A morte do cão comunitário Orelha, após agressões sofridas na Praia Brava, em Florianópolis (SC), provocou comoção nacional e repercussão internacional e reacendeu o debate sobre a relação entre maus-tratos a animais e outras formas de violência, como a doméstica e a interpessoal.
Orelha vivia há mais de dez anos na região e era cuidado por moradores e frequentadores da praia. Devido à gravidade dos ferimentos, o animal precisou ser submetido à eutanásia. As investigações ainda estão em andamento, e a Polícia Civil apura a participação de quatro adolescentes no caso.
Em artigo publicado no The Conversation Brasil, Renata Toma, pesquisadora associada da Universidade de Saskatchewan, no Canadá, ressalta que episódios de violência contra animais não devem ser vistos como fatos isolados, uma vez que pesquisas nacionais e internacionais indicam que agressões a animais podem funcionar como sinais de alerta para situações mais amplas de violência dentro de lares e comunidades.
Estudos mostram que mulheres e crianças vítimas de violência doméstica frequentemente relatam que animais de estimação também sofrem agressões ou são usados como instrumentos de ameaça e coerção. Organizações internacionais que estudam o tema defendem uma atuação integrada entre profissionais da saúde humana, da assistência social e da medicina veterinária para identificar e interromper ciclos de violência.
“Nesse cenário, se um veterinário percebe que um animal apresenta sinais de ter sido agredido, o caso seria notificado. E possivelmente outros profissionais – como assistentes sociais – poderiam ser acionados para garantir que outras formas de violência na casa possam ser identificadas e prevenidas, caso necessário”, sugere Toma.
No entanto, a falta de integração entre essas áreas dificulta ações preventivas e intervenções precoces.
A literatura científica também aponta possíveis associações entre violência contra animais e traços de psicopatia, embora ressalte que esse tipo de comportamento não seja determinístico. De acordo com pesquisadores, a violência animal é um fenômeno complexo, influenciado por fatores como experiências na infância, contextos sociais que normalizam a agressão e a exposição precoce à violência.
Crianças e adolescentes que testemunham ou vivenciam maus-tratos a animais têm maior probabilidade de desenvolver comportamentos agressivos ou apresentar problemas de saúde mental, como ansiedade e depressão. Quando o animal possui vínculo emocional com a criança, o impacto psicológico tende a ser ainda mais profundo.
Pesquisadores também destacam que a violência contra animais pode refletir dinâmicas sociais mais amplas de dominação e exclusão, não se restringindo a comportamentos individuais.

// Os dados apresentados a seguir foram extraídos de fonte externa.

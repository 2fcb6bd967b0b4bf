use std::io;
use std::sync::Arc;
use std::sync::mpsc;
use std::time::{Duration, Instant};

use chrono::{Duration as ChronoDuration, Local, Utc};
use crossterm::event::{self, Event, KeyCode, KeyEvent, KeyEventKind};
use crossterm::execute;
use crossterm::terminal::{
    EnterAlternateScreen, LeaveAlternateScreen, disable_raw_mode, enable_raw_mode,
};
use ratatui::layout::{Constraint, Direction, Layout};
use ratatui::prelude::*;
use ratatui::style::{Color, Modifier, Style};
use ratatui::widgets::{Block, Borders, Clear, Paragraph, Tabs};

use pitchside::admin;
use pitchside::config::{AppConfig, load_dotenv};
use pitchside::docstore::{Db, DocumentStore, SqliteStore};
use pitchside::errors::{ErrorChannel, StoreError};
use pitchside::favorites::{
    FavoriteKind, FavoriteValue, FavoritesSync, LeagueFavorite, PlayerFavorite, PopularCatalog,
    TeamFavorite,
};
use pitchside::football_api::{Fixture, FootballApi, TeamRef};
use pitchside::local_store::LocalStorage;
use pitchside::navigation::{MAIN_TABS, Screen, ScreenParams, Visibility, params};
use pitchside::provider::{season_for, spawn_provider};
use pitchside::rules::Session;
use pitchside::state::{
    AppState, Delta, InputMode, ProviderCommand, SEARCH_MIN_CHARS, apply_delta,
};

struct App {
    state: AppState,
    should_quit: bool,
    cmd_tx: Option<mpsc::Sender<ProviderCommand>>,
    error_rx: mpsc::Receiver<StoreError>,
    is_admin: bool,
    display_name: String,
    fixtures_refresh: Duration,
    last_fixtures_refresh: Instant,
}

Nesse contexto, práticas violentas acabam sendo naturalizadas tanto contra animais quanto contra grupos humanos vulneráveis.
A forte comoção gerada por casos como o de Orelha está relacionada, segundo especialistas, ao vínculo emocional que muitas pessoas estabelecem com animais domésticos, frequentemente considerados membros da família. Pesquisas indicam que a maioria dos tutores vê seus pets como parte do núcleo familiar, o que intensifica reações de empatia e indignação diante de atos de crueldade.
Apesar disso, a revolta nem sempre se transforma em ações concretas. A percepção dos animais como propriedade, a fragmentação das iniciativas de proteção e a falta de estrutura institucional — incluindo perícia veterinária acessível — dificultam mudanças efetivas.
Para pesquisadores da área, o caso Orelha deve servir como um marco para o fortalecimento das políticas públicas de proteção animal, a revisão da legislação e a ampliação da atuação conjunta entre profissionais da saúde humana e animal. A expectativa é que a comoção gerada pelo episódio resulte em medidas estruturais capazes de prevenir novas situações de violência.